Hence the Fourth Oil War-Bush's War on Terror-is a continuation of a hostile process that has been ongoing since the late 1950s. The sources of the problems show no sign of abating: the US and its allies still import oil; we still rely on unstable dictatorial regimes; those regimes are getting richer and more able to fight the US; and the people living under those same regimes hate the US more and more. Unless we change something about that formula, it will go on producing more wars for the coming decades.
What can we change? Bush and Cheney suggest drilling for more oil in Alaska-a nice solution if one is only interested in postponing the question by a few months, since only a few months' worth of oil is likely to be found in ANWR. The only permanent solution would be to reduce our oil dependency. The Saudi Oil Minister said in a moment of honesty in the 1980s, "The US could reduce its oil imports to zero within a few years if they put their minds to it." It's time we did so.
To do something about oil dependency, we need to recognize the connection between oil-consumptive activities and war: We drive SUVs and use hundreds of other high-energy products; we demand cheap oil to maintain that lifestyle; Congress responds by building the military to ensure the flow of cheap oil from unstable regimes; we then use the military as the need arises in oil-exporting countries; and oil stays cheap so we continue to drive SUVs. The problem is the billions of dollars to maintain the military, and the cost in lives during the periodic wars.
The military cost is substantial: we spend $331 billion a year on defense, and President Bush's new budget seeks a $48 billion annual increase. If Congress approves the increase, the total will be the equivalent of $3,800 for every taxpayer in the country, every year, just to pay for the military. A substantial part of that expenditure goes to ensure oil supply: for example, we maintain 14 aircraft carriers, compared to 13 for the rest of the world combined, so that we can keep one in the Persian Gulf, and one in the Indian Ocean. The Pentagon's military plans require aircraft carriers around the world so we can "project power" to maintain "vital US interests"-which almost always translates to "maintain the oil supply."
We are addicted to oil, and like any addict, we are in denial about our addiction. When Congress considers raising CAFE standards, which would require automobile manufacturers to improve gas mileage, that's considered an intrusion on our lifestyle. But the War on Terror is much more of an intrusion. And Congress rejected-in a near-unanimous vote-signing the Kyoto Protocol, which would commit the US to reducing oil consumption and greenhouse gas emissions, as too costly for Americans. But $3,800 per year in taxes for Oil Wars is higher than any projection of Kyoto's costs.

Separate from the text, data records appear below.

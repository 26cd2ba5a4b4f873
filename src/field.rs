// The particle field: a fixed set of drifting particles drawn onto a
// `Surface`, with translucent links between every pair closer than
// `FieldConfig::link_distance`.
//
// The field is the single owner of its particles and surface. The page
// reaches it through two entry points, `resize` (viewport changes) and
// `step` (one display frame).

use crate::config::FieldConfig;
use crate::particle::Particle;
use crate::surface::Surface;
use nalgebra_glm as glm;
use rand::Rng;

pub struct ParticleField<S: Surface> {
    width: u32,
    height: u32,
    particles: Vec<Particle>,
    surface: S,
    config: FieldConfig,
}

impl<S: Surface> ParticleField<S> {
    /// Builds a field of `count` random particles using the default look.
    pub fn initialize(surface: S, count: usize, width: u32, height: u32) -> Self {
        let config = FieldConfig {
            particle_count: count,
            ..FieldConfig::default()
        };
        Self::with_rng(surface, config, width, height, &mut rand::thread_rng())
    }

    pub fn with_rng<R: Rng + ?Sized>(
        surface: S,
        config: FieldConfig,
        width: u32,
        height: u32,
        rng: &mut R,
    ) -> Self {
        let mut field = Self::with_particles(surface, config, width, height, Vec::new());
        field.reset_with_rng(rng);
        field
    }

    /// Builds a field around an explicit particle set; the configured count is ignored.
    pub fn with_particles(
        mut surface: S,
        config: FieldConfig,
        width: u32,
        height: u32,
        particles: Vec<Particle>,
    ) -> Self {
        surface.set_size(width, height);
        ParticleField {
            width,
            height,
            particles,
            surface,
            config,
        }
    }

    /// Replaces every particle with a fresh random one.
    pub fn reset(&mut self) {
        self.reset_with_rng(&mut rand::thread_rng());
    }

    pub fn reset_with_rng<R: Rng + ?Sized>(&mut self, rng: &mut R) {
        let (width, height) = (self.width as f64, self.height as f64);
        let config = &self.config;
        self.particles = (0..config.particle_count)
            .map(|_| Particle::random(&mut *rng, width, height, config))
            .collect();
    }

    /// Only the surface dimensions change. Particles left outside the new bounds
    /// are pulled back by their own edge snapping on a later step.
    pub fn resize(&mut self, width: u32, height: u32) {
        self.width = width;
        self.height = height;
        self.surface.set_size(width, height);
    }

    /// Advances and draws one frame.
    pub fn step(&mut self) {
        #[cfg(feature = "profile")]
        let _timer = crate::Timer::new("ParticleField::step");

        let (width, height) = (self.width as f64, self.height as f64);
        self.surface.clear(width, height);

        let color = self.config.particle_color;
        for particle in &mut self.particles {
            particle.advance(width, height);
            self.surface
                .fill_circle(particle.pos, particle.radius, color, particle.opacity);
        }

        self.draw_links();
    }

    fn draw_links(&mut self) {
        let link_distance = self.config.link_distance;
        for (i, j) in pair_indices(self.particles.len()) {
            let a = self.particles[i].pos;
            let b = self.particles[j].pos;
            let distance = glm::distance(&glm::vec2(a[0], a[1]), &glm::vec2(b[0], b[1]));
            if distance < link_distance {
                let alpha = self.config.link_alpha * (1.0 - distance / link_distance);
                self.surface.stroke_line(
                    a,
                    b,
                    self.config.link_color,
                    alpha,
                    self.config.link_width,
                );
            }
        }
    }

    pub fn particles(&self) -> &[Particle] {
        &self.particles
    }

    pub fn width(&self) -> u32 {
        self.width
    }

    pub fn height(&self) -> u32 {
        self.height
    }

    pub fn config(&self) -> &FieldConfig {
        &self.config
    }

    pub fn surface(&self) -> &S {
        &self.surface
    }

    pub fn surface_mut(&mut self) -> &mut S {
        &mut self.surface
    }
}

// Every unordered pair (i, j) with i < j, in collection order.
pub(crate) fn pair_indices(n: usize) -> impl Iterator<Item = (usize, usize)> {
    (0..n).flat_map(move |i| (i + 1..n).map(move |j| (i, j)))
}
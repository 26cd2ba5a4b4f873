// Errors raised while wiring the page to the DOM

use thiserror::Error;
use wasm_bindgen::JsValue;

#[derive(Error, Debug)]
pub enum PageError {
    #[error("no global window")]
    NoWindow,

    #[error("window has no document")]
    NoDocument,

    #[error("missing element: {0}")]
    MissingElement(String),

    #[error("canvas 2d context unavailable")]
    ContextUnavailable,

    #[error("element {0} is not of the expected type")]
    WrongElementType(String),

    #[error("javascript error: {0}")]
    Js(String),
}

pub type Result<T> = std::result::Result<T, PageError>;

impl PageError {
    // Browser APIs report failures as opaque JsValues; keep whatever text they carry
    pub fn from_js(value: JsValue) -> PageError {
        let message = value
            .as_string()
            .or_else(|| {
                js_sys::Reflect::get(&value, &JsValue::from_str("message"))
                    .ok()
                    .and_then(|m| m.as_string())
            })
            .unwrap_or_else(|| format!("{:?}", value));
        PageError::Js(message)
    }
}

impl From<PageError> for JsValue {
    fn from(err: PageError) -> JsValue {
        js_sys::Error::new(&err.to_string()).into()
    }
}
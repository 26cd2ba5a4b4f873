// Helper functions for reaching the DOM: globals, selector queries and owned event listeners

use crate::error::{PageError, Result};
use wasm_bindgen::prelude::*;
use wasm_bindgen::JsCast;
use web_sys::{Document, Element, Event, EventTarget, NodeList, Window};

pub fn window() -> Result<Window> {
    web_sys::window().ok_or(PageError::NoWindow)
}

pub fn document(window: &Window) -> Result<Document> {
    window.document().ok_or(PageError::NoDocument)
}

pub fn query_all(document: &Document, selector: &str) -> Result<Vec<Element>> {
    let list = document
        .query_selector_all(selector)
        .map_err(PageError::from_js)?;
    Ok(elements(&list))
}

pub fn query_one(root: &Element, selector: &str) -> Option<Element> {
    root.query_selector(selector).ok().flatten()
}

// NodeList is live-ish and untyped; keep only element nodes
pub fn elements(list: &NodeList) -> Vec<Element> {
    (0..list.length())
        .filter_map(|i| list.get(i))
        .filter_map(|node| node.dyn_into::<Element>().ok())
        .collect()
}

pub fn viewport_size(window: &Window) -> Result<(u32, u32)> {
    let width = window.inner_width().map_err(PageError::from_js)?;
    let height = window.inner_height().map_err(PageError::from_js)?;
    Ok((
        width.as_f64().unwrap_or(0.0) as u32,
        height.as_f64().unwrap_or(0.0) as u32,
    ))
}

/// An event listener that stays registered for as long as this value lives.
pub struct Listener {
    target: EventTarget,
    event: &'static str,
    callback: Closure<dyn FnMut(Event)>,
}

impl Listener {
    pub fn new<F>(target: &EventTarget, event: &'static str, handler: F) -> Result<Listener>
    where
        F: FnMut(Event) + 'static,
    {
        let callback = Closure::wrap(Box::new(handler) as Box<dyn FnMut(Event)>);
        target
            .add_event_listener_with_callback(event, callback.as_ref().unchecked_ref())
            .map_err(PageError::from_js)?;
        Ok(Listener {
            target: target.clone(),
            event,
            callback,
        })
    }
}

impl Drop for Listener {
    fn drop(&mut self) {
        let _ = self
            .target
            .remove_event_listener_with_callback(self.event, self.callback.as_ref().unchecked_ref());
    }
}

// Runs `f` once after `delay_ms`; the callback frees itself after firing
pub fn set_timeout<F>(window: &Window, delay_ms: i32, f: F) -> Result<i32>
where
    F: FnOnce() + 'static,
{
    let callback = Closure::once_into_js(f);
    window
        .set_timeout_with_callback_and_timeout_and_arguments_0(callback.unchecked_ref(), delay_ms)
        .map_err(PageError::from_js)
}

Our oil-based lifestyle is no longer just an environmentalist issue, and no longer just a symbol of material consumption. Oil consumption has become a matter of national security-not to maintain the supply, but to reduce our demand so we no longer need the supply. The price of maintaining our current oil consumption will be an ongoing Oil War for the indefinite future, of which the War on Terror will be just the current version. We must reduce our oil consumption or face a future of international war. Is that worth the convenience of cheap gas?
Jesse Gordon resided in Israel prior to the 1973 Yom Kippur war and has traveled to several oil-exporting countries, including Nigeria, Indonesia, Mexico, Russia, and around the Mideast.